//! Object database backed session store.

use crate::backend::{BackendRegistry, ObjdbClient};
use crate::codec::CodecChain;
use crate::config::{LoadErrorPolicy, SessionConfig};
use crate::cookie;
use crate::error::{LookupError, SessionError, SessionResult};
use crate::guard::ConcurrencyGuard;
use crate::session::{DEFAULT_MAX_AGE, Session, SessionOptions};
use crate::traits::{SessionStore, generate_session_id};
use async_trait::async_trait;
use http::HeaderMap;
use serde::{Deserialize, Serialize};
use std::collections::HashMap;
use std::fmt;
use std::sync::Arc;
use tracing::{debug, warn};

/// Prefix of every record key in the backend.
pub const KEY_PREFIX: &str = "session_";

/// Persisted wrapper around the codec-encoded session values.
#[derive(Debug, Serialize, Deserialize)]
struct SessionRecord {
    value: String,
}

fn record_key(id: &str) -> String {
    format!("{}{}", KEY_PREFIX, id)
}

/// Timestamp limit applied to the codecs for a cookie `max_age`.
///
/// Browser-session (0) and deletion (negative) ages keep the default limit.
fn codec_max_age(max_age: i64) -> i64 {
    if max_age > 0 { max_age } else { DEFAULT_MAX_AGE }
}

/// Session store keeping values in an object database.
///
/// The cookie only carries the authenticated session ID. Values are encoded
/// with the same keys and written under `session_<id>`; the cookie length
/// limit does not apply to stored records.
///
/// # Examples
///
/// ```
/// use armature_session::*;
/// use http::HeaderMap;
///
/// # async fn example() -> SessionResult<()> {
/// let config = SessionConfig::memory().with_key_pair(KeyPair::generate());
/// let store = ObjdbStore::new(config).await?;
///
/// let mut session = store.new_session(&HeaderMap::new(), "sid").await.map_err(|e| e.into_parts().1)?;
/// session.set("user_id", 42)?;
///
/// let mut response = HeaderMap::new();
/// store.save(&mut response, &mut session).await?;
/// assert!(response.contains_key(http::header::SET_COOKIE));
/// # Ok(())
/// # }
/// ```
pub struct ObjdbStore {
    client: Arc<dyn ObjdbClient>,
    codecs: CodecChain,
    records: CodecChain,
    options: SessionOptions,
    guard: ConcurrencyGuard,
    load_error_policy: LoadErrorPolicy,
}

impl fmt::Debug for ObjdbStore {
    fn fmt(&self, f: &mut fmt::Formatter<'_>) -> fmt::Result {
        f.debug_struct("ObjdbStore")
            .field("backend", &self.client.name())
            .field("codecs", &self.codecs.len())
            .field("options", &self.options)
            .field("lock_strategy", &self.guard.strategy())
            .field("load_error_policy", &self.load_error_policy)
            .finish()
    }
}

impl ObjdbStore {
    /// Build a store, resolving the backend from the default registry.
    pub async fn new(config: SessionConfig) -> SessionResult<Self> {
        Self::with_registry(config, &BackendRegistry::with_defaults()).await
    }

    /// Build a store, resolving the backend from `registry`.
    pub async fn with_registry(
        config: SessionConfig,
        registry: &BackendRegistry,
    ) -> SessionResult<Self> {
        config.validate()?;
        let client = registry
            .connect(&config.backend, config.backend_settings())
            .await?;
        Self::from_client(client, config)
    }

    /// Build a store around an already connected client.
    ///
    /// `config.backend`, `endpoints` and `bucket` are ignored.
    pub fn from_client(client: Arc<dyn ObjdbClient>, config: SessionConfig) -> SessionResult<Self> {
        config.validate()?;

        let mut codecs = CodecChain::from_pairs(&config.key_pairs)
            .map_err(|e| SessionError::Config(format!("invalid key pair: {}", e)))?;
        codecs.set_max_age(codec_max_age(config.options.max_age));

        let mut records = codecs.clone();
        records.set_max_length(0);
        codecs.set_max_length(config.max_length);

        Ok(Self {
            client,
            codecs,
            records,
            options: config.options,
            guard: ConcurrencyGuard::new(config.lock_strategy),
            load_error_policy: config.load_error_policy,
        })
    }

    /// Default options copied into each new session.
    pub fn options(&self) -> &SessionOptions {
        &self.options
    }

    /// Set the default cookie max age and the codecs' timestamp limit.
    ///
    /// Only sessions created afterwards see the new default. A zero or
    /// negative age leaves the codecs at the 30 day default.
    pub fn set_max_age(&mut self, max_age: i64) {
        self.options.max_age = max_age;
        self.codecs.set_max_age(codec_max_age(max_age));
        self.records.set_max_age(codec_max_age(max_age));
    }

    /// Set the maximum encoded cookie length; 0 disables the check.
    pub fn set_max_length(&mut self, max_length: usize) {
        self.codecs.set_max_length(max_length);
    }

    /// The backend client.
    pub fn client(&self) -> &Arc<dyn ObjdbClient> {
        &self.client
    }

    /// Encode the session values and write them under `session_<id>`.
    async fn save_record(&self, session: &Session) -> SessionResult<()> {
        let value = self
            .records
            .encode(session.name(), session.values())
            .map_err(SessionError::Encode)?;
        let data = serde_json::to_vec(&SessionRecord { value })
            .map_err(|e| SessionError::Serialization(e.to_string()))?;

        let key = record_key(session.id());
        let _guard = self.guard.lock(&key).await;
        self.client.set_obj(&key, &data).await.map_err(|e| {
            warn!(backend = self.client.name(), key = %key, error = %e, "Failed to write session");
            e
        })?;
        debug!(key = %key, bytes = data.len(), "Session saved");
        Ok(())
    }

    /// Read `session_<id>` and decode the stored values.
    async fn load_record(
        &self,
        name: &str,
        id: &str,
    ) -> SessionResult<HashMap<String, serde_json::Value>> {
        let key = record_key(id);
        let data = {
            let _guard = self.guard.lock(&key).await;
            self.client.get_obj(&key).await?
        };

        let record: SessionRecord = serde_json::from_slice(&data)
            .map_err(|e| SessionError::Deserialization(e.to_string()))?;
        self.records
            .decode(name, &record.value)
            .map_err(SessionError::RecordDecode)
    }

    /// Remove `session_<id>` from the backend.
    async fn delete_record(&self, session: &Session) -> SessionResult<()> {
        let key = record_key(session.id());
        let _guard = self.guard.lock(&key).await;
        self.client.del_obj(&key).await.map_err(|e| {
            warn!(backend = self.client.name(), key = %key, error = %e, "Failed to delete session");
            e
        })?;
        debug!(key = %key, "Session deleted");
        Ok(())
    }
}

#[async_trait]
impl SessionStore for ObjdbStore {
    async fn new_session(&self, headers: &HeaderMap, name: &str) -> Result<Session, LookupError> {
        let mut session = Session::new(name, self.options.clone());

        let Some(value) = cookie::find_cookie(headers, name) else {
            return Ok(session);
        };

        let id: String = match self.codecs.decode(name, &value) {
            Ok(id) => id,
            Err(e) => {
                debug!(cookie = name, error = %e, "Rejected session cookie");
                return Err(LookupError::new(session, SessionError::CookieDecode(e)));
            }
        };

        // adopt the ID only once its record loads
        match self.load_record(name, &id).await {
            Ok(values) => {
                session.assign_id(id);
                session.replace_values(values);
                session.set_is_new(false);
                Ok(session)
            }
            Err(e) if e.is_not_found() => {
                debug!(cookie = name, "No stored session for cookie");
                Ok(session)
            }
            Err(e) => match self.load_error_policy {
                LoadErrorPolicy::Swallow => {
                    debug!(cookie = name, error = %e, "Ignoring session load failure");
                    Ok(session)
                }
                LoadErrorPolicy::Surface => Err(LookupError::new(session, e)),
            },
        }
    }

    async fn save(&self, headers: &mut HeaderMap, session: &mut Session) -> SessionResult<()> {
        if session.options.max_age < 0 {
            if !session.id().is_empty() {
                self.delete_record(session).await?;
            }
            return cookie::set_cookie(headers, session.name(), "", &session.options);
        }

        if session.id().is_empty() {
            session.assign_id(generate_session_id());
        }
        self.save_record(session).await?;

        let encoded = self
            .codecs
            .encode(session.name(), session.id())
            .map_err(SessionError::Encode)?;
        cookie::set_cookie(headers, session.name(), &encoded, &session.options)
    }
}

Your instructions:
Reproduce every line from the listing above that holds the word "guard".

Answer to this exercise:
use crate::guard::ConcurrencyGuard;
    guard: ConcurrencyGuard,
            .field("lock_strategy", &self.guard.strategy())
            guard: ConcurrencyGuard::new(config.lock_strategy),
        let _guard = self.guard.lock(&key).await;
            let _guard = self.guard.lock(&key).await;
        let _guard = self.guard.lock(&key).await;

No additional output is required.